Lituanie
Cour européenne des droits de l’homme : affaire Narbutas c. Lituanie
IRIS 2024-2:1/29
Dirk Voorhoof
Human Rights Centre, Université de Gand et Legal Human Academy
Dans l'un de ses derniers arrêts rendus en 2023, la Cour européenne a conclu à la violation des droits d'un requérant au titre de l'article 8 (droit au respect de la vie privée) et de l'article 10 (droit à la liberté d'expression) de la Convention européenne des droits de l'homme. Elle a en effet estimé qu'en révélant l'identité du requérant le jour de son interpellation, en l'exposant à la couverture médiatique et en publiant plusieurs communiqués de presse (en ligne) au cours de l'enquête préliminaire, les autorités ont porté atteinte au droit à la réputation du requérant consacré par l'article 8 de la Convention européenne des droits de l'homme.
L'interdiction faite au requérant d’évoquer son affaire dans les médias et sur sa page Facebook, ce qui l'a désavantagé par rapport aux autorités qui avaient la possibilité de commenter publiquement l'affaire, a constitué une violation du droit du requérant à la liberté d'expression tel que garanti par l'article 10 de la Convention européenne des droits de l'homme.
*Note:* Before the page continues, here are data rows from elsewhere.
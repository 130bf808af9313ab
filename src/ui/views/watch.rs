use crate::ui::primitives::icon::Icon;
use slink::{ResolvedPackage, SyncAction, SyncEvent};

pub fn render_watch_header(
    packages: &[ResolvedPackage],
    supports_color: bool,
    supports_unicode: bool,
) -> String {
    let icon = Icon::Watch.colored(supports_color, supports_unicode);
    let mut out = String::new();
    for package in packages {
        out.push_str(&format!(
            "{} Watching {}: {} -> {}\n",
            icon,
            package.name,
            package.source_root.display(),
            package.destination_root.display()
        ));
    }
    out.push_str("Press Ctrl+C to stop");
    out
}

/// One line per event, prefixed with `[package]` when several are watched.
pub fn render_sync_event(
    event: &SyncEvent,
    prefixed: bool,
    supports_color: bool,
    supports_unicode: bool,
) -> String {
    let prefix = if prefixed {
        format!("[{}] ", event.package)
    } else {
        String::new()
    };
    let path = event.path.display();

    match event.action {
        SyncAction::Copied => format!(
            "{}{} Synced: {}",
            prefix,
            Icon::Success.colored(supports_color, supports_unicode),
            path
        ),
        SyncAction::DirCreated => format!(
            "{}{} Created: {}/",
            prefix,
            Icon::Arrow.colored(supports_color, supports_unicode),
            path
        ),
        SyncAction::Ignored => format!(
            "{}{} Ignored: {} (not in package files)",
            prefix,
            Icon::Skip.colored(supports_color, supports_unicode),
            path
        ),
        SyncAction::ManifestChanged => format!(
            "{}{} {} of '{}' changed. Restart slink to pick up the new manifest.",
            prefix,
            Icon::Warning.colored(supports_color, supports_unicode),
            path,
            event.package
        ),
    }
}

pub fn render_watch_stopped(supports_color: bool, supports_unicode: bool) -> String {
    format!(
        "{} Watch stopped.",
        Icon::Watch.colored(supports_color, supports_unicode)
    )
}
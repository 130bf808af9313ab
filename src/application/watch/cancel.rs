//! Cancellation token for the watch loop

use std::sync::atomic::{AtomicBool, Ordering};
use std::sync::Arc;

/// Shared flag that stops a running scheduler.
///
/// Cloning shares the flag, so a clone can be handed to a signal handler.
#[derive(Debug, Clone, Default)]
pub struct CancellationToken {
    cancelled: Arc<AtomicBool>,
}

impl CancellationToken {
    pub fn new() -> Self {
        Self::default()
    }

    pub fn cancel(&self) {
        self.cancelled.store(true, Ordering::SeqCst);
    }

    pub fn is_cancelled(&self) -> bool {
        self.cancelled.load(Ordering::SeqCst)
    }
}

#[cfg(test)]
mod tests {
    use super::*;

    #[test]
    fn clones_share_state() {
        let token = CancellationToken::new();
        let handle = token.clone();
        assert!(!token.is_cancelled());

        handle.cancel();

        assert!(token.is_cancelled());
    }
}
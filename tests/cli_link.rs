//! E2E tests for `slink link`

#![cfg(unix)]

mod common;

use std::fs;

use common::TestEnv;

fn installed_widget(env: &TestEnv) {
    env.create_package("widget", &["lib"]);
    env.write_source("widget", "lib/index.js", "source");
    env.write_source("widget", "node_modules/dep/index.js", "dev dependency");
    env.install("widget");
    fs::create_dir_all(env.installed_path("widget", "lib")).unwrap();
    fs::write(env.installed_path("widget", "lib/index.js"), "installed").unwrap();
    fs::write(env.installed_path("widget", "package.json"), "{}").unwrap();
}

#[test]
fn link_replaces_installed_entries_with_links() {
    let env = TestEnv::new();
    installed_widget(&env);

    let result = env.run(&["link", "../dev/widget"]);

    assert!(result.success, "link failed: {}", result.combined_output());
    let lib = env.installed_path("widget", "lib");
    assert!(fs::symlink_metadata(&lib).unwrap().file_type().is_symlink());
    assert_eq!(
        fs::read_to_string(lib.join("index.js")).unwrap(),
        "source"
    );
    assert_eq!(
        fs::read_to_string(env.installed_path("widget", "package.json")).unwrap(),
        "{}"
    );
    assert!(!env.installed_path("widget", "node_modules").exists());
    assert!(result.stdout.contains("[OK] lib"), "Got: {}", result.stdout);
}

#[test]
fn link_twice_is_refused() {
    let env = TestEnv::new();
    installed_widget(&env);
    assert!(env.run(&["link", "../dev/widget"]).success);

    let result = env.run(&["link", "../dev/widget"]);

    assert!(!result.success);
    assert!(
        result
            .stdout
            .contains("*** package 'widget' has already been slink'd"),
        "Unexpected stdout: {}",
        result.stdout
    );
}
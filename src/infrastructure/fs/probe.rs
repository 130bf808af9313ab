//! Best-effort metadata probe
//!
//! Every stat during a sync tick goes through [`probe`]. Callers match on the
//! result and skip the entry on `Err`; a probe failure never aborts a walk.

use std::fs;
use std::io;
use std::path::{Path, PathBuf};
use std::time::SystemTime;

use thiserror::Error;

/// Kind of a probed entry (symlinks are followed).
#[derive(Debug, Clone, Copy, PartialEq, Eq)]
pub enum EntryKind {
    File,
    Dir,
    Other,
}

/// What a successful probe reports about an entry.
#[derive(Debug, Clone, Copy, PartialEq, Eq)]
pub struct EntryMeta {
    pub kind: EntryKind,
    pub modified: SystemTime,
}

impl EntryMeta {
    pub fn is_dir(&self) -> bool {
        self.kind == EntryKind::Dir
    }

    pub fn is_file(&self) -> bool {
        self.kind == EntryKind::File
    }
}

/// Why a probe could not report on an entry.
#[derive(Debug, Error)]
pub enum ProbeError {
    /// Entry vanished, is a dangling symlink, or is unreadable
    #[error("cannot stat {}: {source}", path.display())]
    Stat { path: PathBuf, source: io::Error },

    /// Platform does not expose a modification time
    #[error("no modification time for {}: {source}", path.display())]
    NoTimestamp { path: PathBuf, source: io::Error },
}

/// Stat `path`, following symlinks.
pub fn probe(path: &Path) -> Result<EntryMeta, ProbeError> {
    let meta = fs::metadata(path).map_err(|source| ProbeError::Stat {
        path: path.to_path_buf(),
        source,
    })?;

    let modified = meta.modified().map_err(|source| ProbeError::NoTimestamp {
        path: path.to_path_buf(),
        source,
    })?;

    let kind = if meta.is_dir() {
        EntryKind::Dir
    } else if meta.is_file() {
        EntryKind::File
    } else {
        EntryKind::Other
    };

    Ok(EntryMeta { kind, modified })
}

/// Modification time of `path`, or `None` if it cannot be read.
pub fn modified_time(path: &Path) -> Option<SystemTime> {
    probe(path).ok().map(|meta| meta.modified)
}

#[cfg(test)]
mod tests {
    use super::*;
    use tempfile::tempdir;

    #[test]
    fn probe_file() {
        let dir = tempdir().unwrap();
        let file = dir.path().join("a.txt");
        fs::write(&file, "x").unwrap();

        let meta = probe(&file).unwrap();
        assert!(meta.is_file());
        assert!(!meta.is_dir());
    }

    #[test]
    fn probe_dir() {
        let dir = tempdir().unwrap();
        let meta = probe(dir.path()).unwrap();
        assert!(meta.is_dir());
    }

    #[test]
    fn probe_missing_is_error() {
        let dir = tempdir().unwrap();
        let err = probe(&dir.path().join("gone")).unwrap_err();
        assert!(matches!(err, ProbeError::Stat { .. }));
        assert!(modified_time(&dir.path().join("gone")).is_none());
    }

    #[cfg(unix)]
    #[test]
    fn probe_dangling_symlink_is_error() {
        let dir = tempdir().unwrap();
        let link = dir.path().join("dangling");
        std::os::unix::fs::symlink(dir.path().join("nowhere"), &link).unwrap();

        assert!(probe(&link).is_err());
    }
}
Cette affaire concerne l'arrestation de M. Šarūnas Narbutas et les poursuites engagées à son encontre dans le cadre d'une enquête pénale particulièrement médiatisée sur son implication dans l'acquisition par le Gouvernement lituanien d'un grand nombre de tests COVID-19.
M. Narbutas avait été président de la Ligue lituanienne des patients atteints de cancer (POLA) et conseiller juridique du Président de la Lituanie. Il avait également travaillé dans le domaine de la santé publique, tout en étant professeur d'université, directeur d'une entreprise privée et consultant indépendant. En 2020, il avait fait office d'intermédiaire dans les contacts entre une entreprise pharmaceutique espagnole et le Laboratoire national de surveillance de la santé publique, une institution publique placée sous la tutelle du ministère de la Santé de Lituanie. Cette collaboration avait abouti à l'achat de 303 360 tests COVID-19 pour un coût total de plus de cinq millions EUR.
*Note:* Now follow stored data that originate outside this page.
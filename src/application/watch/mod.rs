//! Polling watch-and-sync
//!
//! Mirrors a package's source tree into a project's local install, one tick
//! per interval per package, until cancelled or the package manifest changes.

mod cancel;
mod event;
mod reporter;
mod scheduler;
mod session;

pub use cancel::CancellationToken;
pub use event::{SyncAction, SyncEvent, TickOutcome, TickStats, WatchExit, WatchOptions};
pub use reporter::ChangeReporter;
pub use scheduler::{Scheduler, POLL_SLICE};
pub use session::SyncSession;

use crate::domain::entities::ResolvedPackage;
use crate::error::SlinkResult;

/// Watch `packages` until `cancel` fires or a manifest changes.
///
/// The marker file is written into every destination before the first tick.
pub fn watch<F>(
    packages: Vec<ResolvedPackage>,
    options: &WatchOptions,
    cancel: &CancellationToken,
    mut sink: F,
) -> SlinkResult<WatchExit>
where
    F: FnMut(SyncEvent),
{
    let mut sessions = Vec::with_capacity(packages.len());
    for package in packages {
        let session = SyncSession::new(package, options);
        session.mark_destination()?;
        sessions.push(session);
    }

    let mut scheduler = Scheduler::new(sessions, options.interval);
    Ok(scheduler.run(cancel, &mut sink))
}
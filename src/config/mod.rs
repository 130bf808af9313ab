//! Configuration module for slink
//!
//! Configuration hierarchy:
//! 1. CLI flags (highest priority, applied by the binary)
//! 2. Environment variables (SLINK_*)
//! 3. Explicit `--config` file, else `./.slink.toml`, else
//!    `<user config dir>/slink/config.toml`
//! 4. Built-in defaults (lowest priority)

mod loader;
mod types;

pub use crate::domain::value_objects::ConfigWarning;
pub use loader::PROJECT_CONFIG_FILE;
pub use types::{ColorMode, Config, NpmConfig, OutputConfig, Verbosity, WatchConfig};
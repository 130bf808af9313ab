//! Package manifest entity
//!
//! Only the fields slink cares about are read from `package.json`: the
//! package `name` and the optional `files` allow-list.

use std::fs;
use std::path::{Path, PathBuf};

use serde::Deserialize;

use crate::error::{SlinkError, SlinkResult};

/// File name of the package manifest inside a package root.
pub const MANIFEST_FILE: &str = "package.json";

/// The subset of `package.json` used for resolving and filtering.
#[derive(Debug, Clone, Default, PartialEq, Eq, Deserialize)]
pub struct PackageManifest {
    /// Declared package name.
    #[serde(default)]
    pub name: Option<String>,
    /// Declared shipped content. `None` means everything is shipped.
    #[serde(default)]
    pub files: Option<Vec<String>>,
}

impl PackageManifest {
    /// Path of the manifest inside `package_root`.
    pub fn path_in(package_root: &Path) -> PathBuf {
        package_root.join(MANIFEST_FILE)
    }

    /// Load the manifest from a package root.
    ///
    /// Returns `NotAnNpmPackage` if there is no manifest file.
    pub fn load(package_root: &Path) -> SlinkResult<Self> {
        let path = Self::path_in(package_root);
        if !path.is_file() {
            return Err(SlinkError::NotAnNpmPackage {
                path: package_root.to_path_buf(),
            });
        }

        let content = fs::read_to_string(&path)?;
        Self::parse(&path, &content)
    }

    /// Parse manifest JSON content. `file` is only used for error reporting.
    pub fn parse(file: &Path, content: &str) -> SlinkResult<Self> {
        serde_json::from_str(content).map_err(|e| SlinkError::InvalidManifest {
            file: file.to_path_buf(),
            message: e.to_string(),
        })
    }

    /// The non-empty `files` list, if one was declared.
    pub fn file_spec(&self) -> Option<&[String]> {
        match &self.files {
            Some(files) if !files.is_empty() => Some(files.as_slice()),
            _ => None,
        }
    }
}
use crate::ui::terminal::{detect_capabilities, TerminalCapabilities};
use slink::config::{ColorMode, Config, Verbosity};

#[derive(Debug, Clone, Copy, PartialEq, Eq)]
pub struct UiContext {
    pub verbosity: Verbosity,
    pub color: bool,
    pub unicode: bool,
}

impl UiContext {
    pub fn new(cli_color: Option<ColorMode>, config: &Config) -> Self {
        Self::from_caps(cli_color, config, detect_capabilities())
    }

    pub(crate) fn from_caps(
        cli_color: Option<ColorMode>,
        config: &Config,
        caps: TerminalCapabilities,
    ) -> Self {
        let color = match cli_color.unwrap_or(config.output.color) {
            ColorMode::Never => false,
            ColorMode::Always => true,
            ColorMode::Auto => caps.supports_color && !caps.is_ci,
        };

        Self {
            verbosity: config.output.verbosity,
            color,
            unicode: caps.supports_unicode,
        }
    }

    pub fn quiet(&self) -> bool {
        self.verbosity == Verbosity::Quiet
    }
}
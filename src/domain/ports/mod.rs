//! Ports - interfaces the domain expects infrastructure to provide

pub mod global_prefix;

pub use global_prefix::{FixedPrefix, GlobalPrefix};
use crate::ui::primitives::icon::Icon;
use slink::{LinkReport, ResolvedPackage};

pub fn render_link_report(
    package: &ResolvedPackage,
    report: &LinkReport,
    supports_color: bool,
    supports_unicode: bool,
) -> String {
    let mut out = format!(
        "{} Linked {} -> {}\n",
        Icon::Link.colored(supports_color, supports_unicode),
        package.destination_root.display(),
        package.source_root.display()
    );
    for name in &report.linked {
        out.push_str(&format!(
            "  {} {}\n",
            Icon::Success.colored(supports_color, supports_unicode),
            name
        ));
    }
    if report.linked.is_empty() {
        out.push_str(&format!(
            "  {} nothing to link\n",
            Icon::Warning.colored(supports_color, supports_unicode)
        ));
    }
    out
}

#[cfg(test)]
mod tests {
    use super::*;
    use std::path::PathBuf;

    fn package() -> ResolvedPackage {
        ResolvedPackage {
            name: "pkg".to_string(),
            source_root: PathBuf::from("/dev/pkg"),
            destination_root: PathBuf::from("/app/node_modules/pkg"),
            manifest: Default::default(),
        }
    }

    #[test]
    fn renders_linked_entries() {
        let report = LinkReport {
            linked: vec!["index.js".to_string(), "lib".to_string()],
            skipped: vec![],
        };

        let rendered = render_link_report(&package(), &report, false, false);

        insta::assert_snapshot!(rendered, @r"
        [LINK] Linked /app/node_modules/pkg -> /dev/pkg
          [OK] index.js
          [OK] lib
        ");
    }

    #[test]
    fn renders_empty_link() {
        let rendered = render_link_report(&package(), &LinkReport::default(), false, false);
        assert!(rendered.contains("[WARN] nothing to link"));
    }
}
Le Service des enquêtes spéciales (STT) avait ouvert une enquête sur les conditions de cette transaction. M. Narbutas avait alors été interpellé et placé en détention provisoire pendant deux jours, le temps de lui notifier officiellement qu'il était soupçonné de trafic d'influence, et qu'il avait demandé et accepté un pot-de-vin de 303 360 EUR, sous forme de commission, de la part de l'entreprise pharmaceutique.
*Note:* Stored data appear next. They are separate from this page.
//! Pruning directory walker
//!
//! Depth-first, pre-order traversal that calls a visitor once per directory
//! before descending into it. The visitor decides whether to descend, skip
//! the subtree, or stop the walk altogether.
//!
//! Symlinked directories are followed and visited under their link path.
//! A directory whose real location is already on the current branch is
//! skipped, so link cycles cannot trap the walk.

use std::fs;
use std::path::{Path, PathBuf};

/// Visitor decision for a directory.
#[derive(Debug, Clone, Copy, PartialEq, Eq)]
pub enum Visit {
    /// Descend into every subdirectory
    Descend,
    /// Skip this directory's subtree
    Prune,
    /// End the walk immediately
    Stop,
}

/// How a walk ended.
#[derive(Debug, Clone, Copy, PartialEq, Eq)]
pub enum WalkEnd {
    Completed,
    Stopped,
}

/// Walk the directory tree rooted at `root`.
///
/// A missing or unreadable root yields an empty walk. Directories that
/// vanish or become unreadable mid-walk are skipped.
pub fn walk_dirs<F>(root: &Path, mut visitor: F) -> WalkEnd
where
    F: FnMut(&Path) -> Visit,
{
    match fs::metadata(root) {
        Ok(meta) if meta.is_dir() => {}
        Ok(_) => return WalkEnd::Completed,
        Err(e) => {
            tracing::debug!(root = %root.display(), error = %e, "walk root not available");
            return WalkEnd::Completed;
        }
    }

    // Each pending directory carries the real paths of its ancestors.
    let mut stack: Vec<(PathBuf, Vec<PathBuf>)> = vec![(root.to_path_buf(), Vec::new())];

    while let Some((dir, mut ancestors)) = stack.pop() {
        let real = match dunce::canonicalize(&dir) {
            Ok(real) => real,
            Err(e) => {
                tracing::debug!(dir = %dir.display(), error = %e, "directory vanished");
                continue;
            }
        };
        if ancestors.contains(&real) {
            tracing::debug!(dir = %dir.display(), target = %real.display(), "skipping link cycle");
            continue;
        }

        match visitor(&dir) {
            Visit::Stop => return WalkEnd::Stopped,
            Visit::Prune => continue,
            Visit::Descend => {}
        }

        ancestors.push(real);
        let mut children = subdirectories(&dir);
        // Pop order follows listing order.
        children.reverse();
        stack.extend(children.into_iter().map(|child| (child, ancestors.clone())));
    }

    WalkEnd::Completed
}

/// Immediate entries of `dir`, in listing order.
///
/// Unreadable directories and entries are skipped.
pub fn list_entries(dir: &Path) -> Vec<PathBuf> {
    match fs::read_dir(dir) {
        Ok(entries) => entries.filter_map(|e| e.ok()).map(|e| e.path()).collect(),
        Err(e) => {
            tracing::debug!(dir = %dir.display(), error = %e, "cannot list directory");
            Vec::new()
        }
    }
}

fn subdirectories(dir: &Path) -> Vec<PathBuf> {
    let Ok(entries) = fs::read_dir(dir) else {
        return Vec::new();
    };

    entries
        .filter_map(|entry| entry.ok())
        .map(|entry| entry.path())
        .filter(|path| fs::metadata(path).map(|m| m.is_dir()).unwrap_or(false))
        .collect()
}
Le même jour, le STT publia un communiqué de presse sur son site internet, dans lequel il mentionnait le nom complet de M. Narbutas et ses fonctions antérieures à la tête de la POLA, et déclarait qu'il était soupçonné de trafic d'influence et que des perquisitions, des saisies, des interrogatoires et d'autres mesures d'enquête nécessaires étaient en cours dans différents lieux de Vilnius.
Les informations contenues dans le communiqué de presse avaient alors été reprises par plusieurs grands sites d'information. Le porte-parole du STT avait également donné des interviews à divers journalistes, en reprenant pour l'essentiel les mêmes informations que celles du communiqué de presse. Le lendemain, après la libération de M. Narbutas et son assignation à résidence, lui et le procureur s'étaient entretenus avec plusieurs journalistes, et des vidéos de leurs entretiens et déclarations avaient été publiées en ligne le jour-même.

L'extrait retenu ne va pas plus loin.